A Christmas Story.....SWERVE! The Old Man shoots Ralphie with the Red Ryder BB Gun! They do child murder all the time on NYPD Blue, bro!
Or Ralphie fakes the soap poisoning, reveals he really isn't blind, and bludgeons the Parkers with his rifle. Oh wait, that was an ECW swerve and was actually GOOD.
Luke and Leia are revealed to be siblings, but they don't ignore the kiss. Cause incest = BUYRAYES!
Jason is so ticked off by his mother being killed cause he was sleeping with her, duh. See above, bro. Oh and Jason must become friends with one of the campers at Crystal Lake despite his love of pot and other things. Said camper teaches him to be human and his first words are "suck it". Jason then falls for a female counselor, but SWERVE, his new buddy and her have been having sex all along!!!!! Back to square one.
Amanda Krueger was the one who set the fire. Not only that but she was no nun, she was a stripper who willingly had sex with every one of those 100 maniacs.
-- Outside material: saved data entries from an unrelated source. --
use criterion::{black_box, criterion_group, criterion_main, Criterion};
use cue_sync::sync::{evaluate, CueSchedule, DuckingState};
use cue_sync::{CueRecord, DuckingConfig};

fn create_schedule(count: usize) -> CueSchedule {
    CueSchedule::new(
        (0..count)
            .map(|i| CueRecord::new(format!("{}:{:02}", i / 30, (i * 2) % 60), format!("Sfx{}", i)))
            .collect(),
    )
}

fn bench_evaluate(c: &mut Criterion) {
    let config = DuckingConfig::default();
    let state = DuckingState::inactive();

    for count in [8, 256] {
        let schedule = create_schedule(count);
        c.bench_function(&format!("evaluate_{}_cues", count), |b| {
            b.iter(|| evaluate(black_box(59.3), &schedule, &state, &config))
        });
    }
}

criterion_group!(benches, bench_evaluate);
criterion_main!(benches);
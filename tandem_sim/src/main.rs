//! Tandem dual-walk simulator CLI
//!
//! Run real/shadow provider scenarios over seeded worlds.

use clap::Parser;
use tandem_sim::{ScenarioId, ScenarioResult, ScenarioRunner};
use tracing::{error, info};
use tracing_subscriber::{EnvFilter, FmtSubscriber};

/// Tandem deterministic simulation CLI
#[derive(Parser, Debug)]
#[command(name = "tandem-sim")]
#[command(about = "Run real/shadow provider scenarios deterministically", long_about = None)]
struct Args {
    /// Master seed for determinism (0 = random from time)
    #[arg(short, long, default_value = "42")]
    seed: u64,

    /// Number of consecutive seeds to test (for CI mode)
    #[arg(long, default_value = "1")]
    seeds: usize,

    /// Scenario to run (faithful, drifted_state, reordered_validation,
    /// shadow_first, orphan_call, data_sources, swarm, all)
    #[arg(short = 'S', long, default_value = "all")]
    scenario: String,

    /// Number of managed resources per walk
    #[arg(short, long, default_value = "6")]
    resources: usize,

    /// Verbose output
    #[arg(short, long)]
    verbose: bool,

    /// JSON output for CI parsing
    #[arg(long)]
    json: bool,
}

fn main() {
    let args = Args::parse();

    // RUST_LOG wins over --verbose
    let level = if args.verbose { "debug" } else { "info" };
    let filter = EnvFilter::try_from_default_env().unwrap_or_else(|_| EnvFilter::new(level));
    let subscriber = FmtSubscriber::builder()
        .with_env_filter(filter)
        .with_writer(std::io::stderr)
        .finish();
    if let Err(e) = tracing::subscriber::set_global_default(subscriber) {
        eprintln!("Failed to set tracing subscriber: {}", e);
    }

    if !args.json {
        info!("Tandem Simulator v{}", env!("CARGO_PKG_VERSION"));
        info!("━━━━━━━━━━━━━━━━━━━━━━━━━━━━━━━━━━━━━━━━━━━━━━━━━━━━━");
    }

    let scenarios: Vec<ScenarioId> = if args.scenario == "all" {
        ScenarioId::all()
    } else {
        match args.scenario.parse() {
            Ok(scenario) => vec![scenario],
            Err(e) => {
                eprintln!("Error: {}", e);
                let names: Vec<_> = ScenarioId::all().iter().map(ScenarioId::name).collect();
                eprintln!("Available scenarios: {}, all", names.join(", "));
                std::process::exit(1);
            }
        }
    };

    let base_seed = if args.seed == 0 {
        std::time::SystemTime::now()
            .duration_since(std::time::UNIX_EPOCH)
            .map(|d| d.as_nanos() as u64)
            .unwrap_or(42)
    } else {
        args.seed
    };

    let mut all_results: Vec<ScenarioResult> = Vec::new();

    for seed_offset in 0..args.seeds {
        let seed = base_seed.wrapping_add(seed_offset as u64);
        let runner = ScenarioRunner::new(seed, args.resources);

        for scenario in &scenarios {
            let result = runner.run(*scenario);

            if !args.json {
                if result.passed {
                    info!("✓ {} (seed={}) PASSED", scenario.name(), seed);
                } else {
                    error!(
                        "✗ {} (seed={}) FAILED: {}",
                        scenario.name(),
                        seed,
                        result.failure_reason.as_deref().unwrap_or("unknown")
                    );
                }
            }

            all_results.push(result);
        }
    }

    let total = all_results.len();
    let failed_count = all_results.iter().filter(|r| !r.passed).count();

    if args.json {
        let summary = serde_json::json!({
            "total": total,
            "passed": total - failed_count,
            "failed": failed_count,
            "results": all_results,
        });
        match serde_json::to_string_pretty(&summary) {
            Ok(json) => println!("{}", json),
            Err(e) => {
                eprintln!("Failed to encode results: {}", e);
                std::process::exit(1);
            }
        }
    } else {
        info!("");
        info!("━━━━━━━━━━━━━━━━━━━━━━━━━━━━━━━━━━━━━━━━━━━━━━━━━━━━━");

        if failed_count == 0 {
            info!("✅ All {} scenario runs passed!", total);
        } else {
            error!("❌ {}/{} scenario runs failed!", failed_count, total);

            for result in all_results.iter().filter(|r| !r.passed) {
                error!(
                    "  - {} seed={}: {}",
                    result.scenario.name(),
                    result.seed,
                    result.failure_reason.as_deref().unwrap_or("unknown")
                );
            }
        }
    }

    // Exit with proper code for CI
    if failed_count > 0 {
        std::process::exit(1);
    }
}
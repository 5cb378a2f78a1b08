//! Tandem Deterministic Dual-Walk Harness
//!
//! Runs a real walk and a shadow walk over the same seeded world and
//! checks that the shadow reproduces every real output without touching
//! the provider, and reports exactly the divergences a scenario provokes.
//!
//! # Determinism
//!
//! Everything derives from a single 64-bit seed:
//! - **World**: resource kinds, attributes and module nesting
//! - **Ids**: remote ids created by the in-memory provider
//! - **Order**: the interleaving of each walk's steps
//!
//! # Architecture
//!
//! ```text
//! ┌─────────────────────────────────────────────────────────────┐
//! │                      ScenarioRunner                         │
//! │                                                             │
//! │  ┌──────────────┐   SimWorld / WalkPlan   ┌──────────────┐  │
//! │  │  real Walk   │◄───────────────────────►│ shadow Walk  │  │
//! │  └──────┬───────┘                         └──────┬───────┘  │
//! │         │                                        │          │
//! │  ┌──────▼───────┐      ┌──────────────┐   ┌──────▼───────┐  │
//! │  │ RealProvider │─────►│ SharedState  │──►│ShadowProvider│  │
//! │  └──────┬───────┘      └──────────────┘   └──────────────┘  │
//! │         │                                                   │
//! │  ┌──────▼───────────┐                                       │
//! │  │ InMemoryProvider │                                       │
//! │  └──────────────────┘                                       │
//! └─────────────────────────────────────────────────────────────┘
//! ```
//!
//! # Usage
//!
//! ```ignore
//! use tandem_sim::{ScenarioRunner, ScenarioId};
//!
//! let result = ScenarioRunner::new(42, 6).run(ScenarioId::ShadowFirst);
//! assert!(result.passed);
//! ```

mod error;
mod ids;
mod provider;
mod runner;
pub mod scenarios;
pub mod walk;
mod world;

pub use error::SimError;
pub use ids::DeterministicIds;
pub use provider::{InMemoryProvider, BUCKET_KIND, IMAGE_KIND, INSTANCE_KIND};
pub use runner::{ScenarioMetrics, ScenarioResult, ScenarioRunner};
pub use scenarios::ScenarioId;
pub use walk::{Step, StepOutput, Walk, WalkPlan, WalkTrace};
pub use world::{DataSourceSpec, ResourceSpec, SimConfig, SimWorld};
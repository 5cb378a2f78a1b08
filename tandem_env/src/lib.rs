//! Tandem Provider Contract
//!
//! This crate defines the capability contract every resource provider
//! exposes, and the data model flowing through it. It owns no I/O: the
//! concrete create/read/update/delete logic lives in provider
//! implementations, and the real/shadow verification lives in
//! `tandem_core`.
//!
//! # Core Concept: One Contract, Two Executions
//!
//! The same evaluator drives two objects implementing [`ResourceProvider`]:
//! - **Real**: performs genuine side-effecting calls
//! - **Shadow**: performs none, and must reproduce the real results
//!
//! Because both sides speak this one trait, the evaluator cannot tell them
//! apart.
//!
//! # Example
//!
//! ```ignore
//! use tandem_env::{InstanceInfo, ProviderError, ResourceConfig, ResourceProvider};
//!
//! async fn create<P: ResourceProvider>(
//!     p: &P,
//!     info: &InstanceInfo,
//!     desired: &ResourceConfig,
//! ) -> Result<(), ProviderError> {
//!     if let Some(diff) = p.diff(info, None, desired).await? {
//!         p.apply(info, None, &diff).await?;
//!     }
//!     Ok(())
//! }
//! ```

mod error;
mod provider;
mod types;

pub use error::ProviderError;
pub use provider::{DefaultInput, ResourceProvider, UiInput};
pub use types::{
    DataSource, InputOpts, InstanceDiff, InstanceInfo, InstanceState, ResourceAttrDiff,
    ResourceConfig, ResourceType, Validation, ROOT_MODULE,
};
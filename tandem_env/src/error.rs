//! Error types for the provider capability contract.

use serde::{Deserialize, Serialize};
use thiserror::Error;

/// Errors returned by a provider operation itself.
///
/// These are capability errors: the real proxy passes them through
/// unchanged and records them so the shadow can hand back the exact same
/// error. That is why the type is `Clone` and comparable.
#[derive(Debug, Clone, PartialEq, Eq, Error, Serialize, Deserialize)]
pub enum ProviderError {
    /// The remote API call failed
    #[error("Remote API error: {0}")]
    Remote(String),

    /// The addressed object does not exist remotely
    #[error("Not found: {0}")]
    NotFound(String),

    /// A configuration failed validation
    #[error("Invalid configuration: {0}")]
    InvalidConfig(String),

    /// The provider does not manage this resource or data-source kind
    #[error("Unsupported kind: {0}")]
    UnsupportedType(String),

    /// Anything else the provider wants to report
    #[error("Provider error: {0}")]
    Other(String),
}

impl ProviderError {
    /// Creates a remote error.
    pub fn remote(msg: impl Into<String>) -> Self {
        Self::Remote(msg.into())
    }

    /// Creates a not-found error.
    pub fn not_found(what: impl std::fmt::Display) -> Self {
        Self::NotFound(what.to_string())
    }

    /// Creates an invalid-configuration error.
    pub fn invalid_config(msg: impl Into<String>) -> Self {
        Self::InvalidConfig(msg.into())
    }

    /// Creates an unsupported-kind error.
    pub fn unsupported(kind: impl Into<String>) -> Self {
        Self::UnsupportedType(kind.into())
    }
}
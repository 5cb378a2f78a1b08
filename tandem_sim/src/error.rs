//! Errors raised by the harness itself, as opposed to provider results.

use tandem_env::ProviderError;
use thiserror::Error;

/// Why a scenario could not be run to completion.
#[derive(Debug, Error)]
pub enum SimError {
    /// The real provider rejected its own configuration
    #[error("Provider setup failed: {0}")]
    Setup(#[from] ProviderError),

    /// A walk task panicked or was cancelled
    #[error("Walk task failed: {0}")]
    Join(#[from] tokio::task::JoinError),

    /// The async runtime could not be started
    #[error("Runtime error: {0}")]
    Runtime(#[from] std::io::Error),
}
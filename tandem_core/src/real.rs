//! The real side of a provider pair.

use crate::record::{
    ApplyCall, ConfigureCall, DiffCall, ImportCall, InputCall, ReadDataApplyCall,
    ReadDataDiffCall, RefreshCall, ValidateCall, ValidateKindCall,
};
use crate::shared::SharedState;
use async_trait::async_trait;
use std::sync::Arc;
use tandem_env::{
    DataSource, InstanceDiff, InstanceInfo, InstanceState, ProviderError, ResourceConfig,
    ResourceProvider, ResourceType, UiInput, Validation,
};
use tracing::debug;

/// Wraps a genuine provider and records every call for the shadow.
///
/// Each operation runs the wrapped provider, publishes a copy of the
/// inputs together with the outputs into the shared state, and returns the
/// genuine result untouched. Side effects are exactly those of the wrapped
/// provider.
pub struct RealProvider<P> {
    inner: P,
    shared: Arc<SharedState>,
}

impl<P: ResourceProvider> RealProvider<P> {
    /// Wraps `inner`, recording into `shared`.
    pub fn new(inner: P, shared: Arc<SharedState>) -> Self {
        Self { inner, shared }
    }

    /// Returns the wrapped provider.
    pub fn inner(&self) -> &P {
        &self.inner
    }

    /// Returns the state this proxy records into.
    pub fn shared(&self) -> &Arc<SharedState> {
        &self.shared
    }
}

#[async_trait]
impl<P: ResourceProvider> ResourceProvider for RealProvider<P> {
    async fn input(
        &self,
        input: &dyn UiInput,
        config: &ResourceConfig,
    ) -> Result<ResourceConfig, ProviderError> {
        let result = self.inner.input(input, config).await;
        self.shared.input.set_value(Arc::new(InputCall {
            config: config.clone(),
            result: result.clone(),
        }));
        debug!("recorded input");
        result
    }

    async fn validate(&self, config: &ResourceConfig) -> Validation {
        let result = self.inner.validate(config).await;
        self.shared.validate.set_value(Arc::new(ValidateCall {
            config: config.clone(),
            result: result.clone(),
        }));
        debug!(warnings = result.warnings.len(), errors = result.errors.len(), "recorded validate");
        result
    }

    async fn configure(&self, config: &ResourceConfig) -> Result<(), ProviderError> {
        let result = self.inner.configure(config).await;
        self.shared.configure.set_value(Arc::new(ConfigureCall {
            config: config.clone(),
            result: result.clone(),
        }));
        debug!(ok = result.is_ok(), "recorded configure");
        result
    }

    async fn validate_resource(&self, type_name: &str, config: &ResourceConfig) -> Validation {
        let result = self.inner.validate_resource(type_name, config).await;
        let calls = self.shared.validate_resource.append(
            type_name,
            Arc::new(ValidateKindCall {
                config: config.clone(),
                result: result.clone(),
            }),
        );
        debug!(kind = type_name, calls, "recorded validate_resource");
        result
    }

    async fn apply(
        &self,
        info: &InstanceInfo,
        state: Option<&InstanceState>,
        diff: &InstanceDiff,
    ) -> Result<Option<InstanceState>, ProviderError> {
        let result = self.inner.apply(info, state, diff).await;
        let key = info.human_id();
        self.shared.apply.set_value(
            &key,
            Arc::new(ApplyCall {
                state: state.cloned(),
                diff: diff.clone(),
                result: result.clone(),
            }),
        );
        debug!(key = %key, ok = result.is_ok(), "recorded apply");
        result
    }

    async fn diff(
        &self,
        info: &InstanceInfo,
        state: Option<&InstanceState>,
        desired: &ResourceConfig,
    ) -> Result<Option<InstanceDiff>, ProviderError> {
        let result = self.inner.diff(info, state, desired).await;
        let key = info.human_id();
        self.shared.diff.set_value(
            &key,
            Arc::new(DiffCall {
                state: state.cloned(),
                desired: desired.clone(),
                result: result.clone(),
            }),
        );
        debug!(key = %key, ok = result.is_ok(), "recorded diff");
        result
    }

    async fn refresh(
        &self,
        info: &InstanceInfo,
        state: &InstanceState,
    ) -> Result<Option<InstanceState>, ProviderError> {
        let result = self.inner.refresh(info, state).await;
        let key = info.human_id();
        self.shared.refresh.set_value(
            &key,
            Arc::new(RefreshCall {
                state: state.clone(),
                result: result.clone(),
            }),
        );
        debug!(key = %key, ok = result.is_ok(), "recorded refresh");
        result
    }

    async fn import_state(
        &self,
        info: &InstanceInfo,
        id: &str,
    ) -> Result<Vec<InstanceState>, ProviderError> {
        let result = self.inner.import_state(info, id).await;
        let key = info.human_id();
        self.shared.import_state.set_value(
            &key,
            Arc::new(ImportCall {
                id: id.to_string(),
                result: result.clone(),
            }),
        );
        debug!(key = %key, id, "recorded import_state");
        result
    }

    async fn validate_data_source(&self, type_name: &str, config: &ResourceConfig) -> Validation {
        let result = self.inner.validate_data_source(type_name, config).await;
        let calls = self.shared.validate_data_source.append(
            type_name,
            Arc::new(ValidateKindCall {
                config: config.clone(),
                result: result.clone(),
            }),
        );
        debug!(kind = type_name, calls, "recorded validate_data_source");
        result
    }

    async fn read_data_diff(
        &self,
        info: &InstanceInfo,
        desired: &ResourceConfig,
    ) -> Result<Option<InstanceDiff>, ProviderError> {
        let result = self.inner.read_data_diff(info, desired).await;
        let key = info.human_id();
        self.shared.read_data_diff.set_value(
            &key,
            Arc::new(ReadDataDiffCall {
                desired: desired.clone(),
                result: result.clone(),
            }),
        );
        debug!(key = %key, "recorded read_data_diff");
        result
    }

    async fn read_data_apply(
        &self,
        info: &InstanceInfo,
        diff: &InstanceDiff,
    ) -> Result<Option<InstanceState>, ProviderError> {
        let result = self.inner.read_data_apply(info, diff).await;
        let key = info.human_id();
        self.shared.read_data_apply.set_value(
            &key,
            Arc::new(ReadDataApplyCall {
                diff: diff.clone(),
                result: result.clone(),
            }),
        );
        debug!(key = %key, "recorded read_data_apply");
        result
    }

    // Static metadata is not recorded: the shadow caches it at construction.
    fn resources(&self) -> Vec<ResourceType> {
        self.inner.resources()
    }

    fn data_sources(&self) -> Vec<DataSource> {
        self.inner.data_sources()
    }

    async fn close(&self) -> Result<(), ProviderError> {
        let result = self.inner.close().await;
        self.shared.close.set_value(result.clone());
        debug!(ok = result.is_ok(), "recorded close");
        result
    }
}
Since nuns don't believe in abortion, she did give birth to Freddy, but she tried to kill him in said fire.
The Passion of the Christ ends with Jesus on the Undertaker's Symbol.
Dr. Loomis was the head of the Thorn Cult in Halloween 6.
Laurie was under "Michael's" mask all along.
Kill Bill's climactic fights must involve Uma Thurman in a mud pit.
The hunter tricks Bambi into eating his own mother's remains.
Pinocchio whips out stunners on the Blue Fairy and Jiminy Cricket and decides that, SWERVE, he doesn't care about being a real boy after all and he joins up with Stromboli or whoever ran Pleasure Island. Only SWERVE #2, he betrays him too and takes the whole island for his own. Tries to get Dolly Parton, et al in their bras and panties or bikinis in 9 to 5.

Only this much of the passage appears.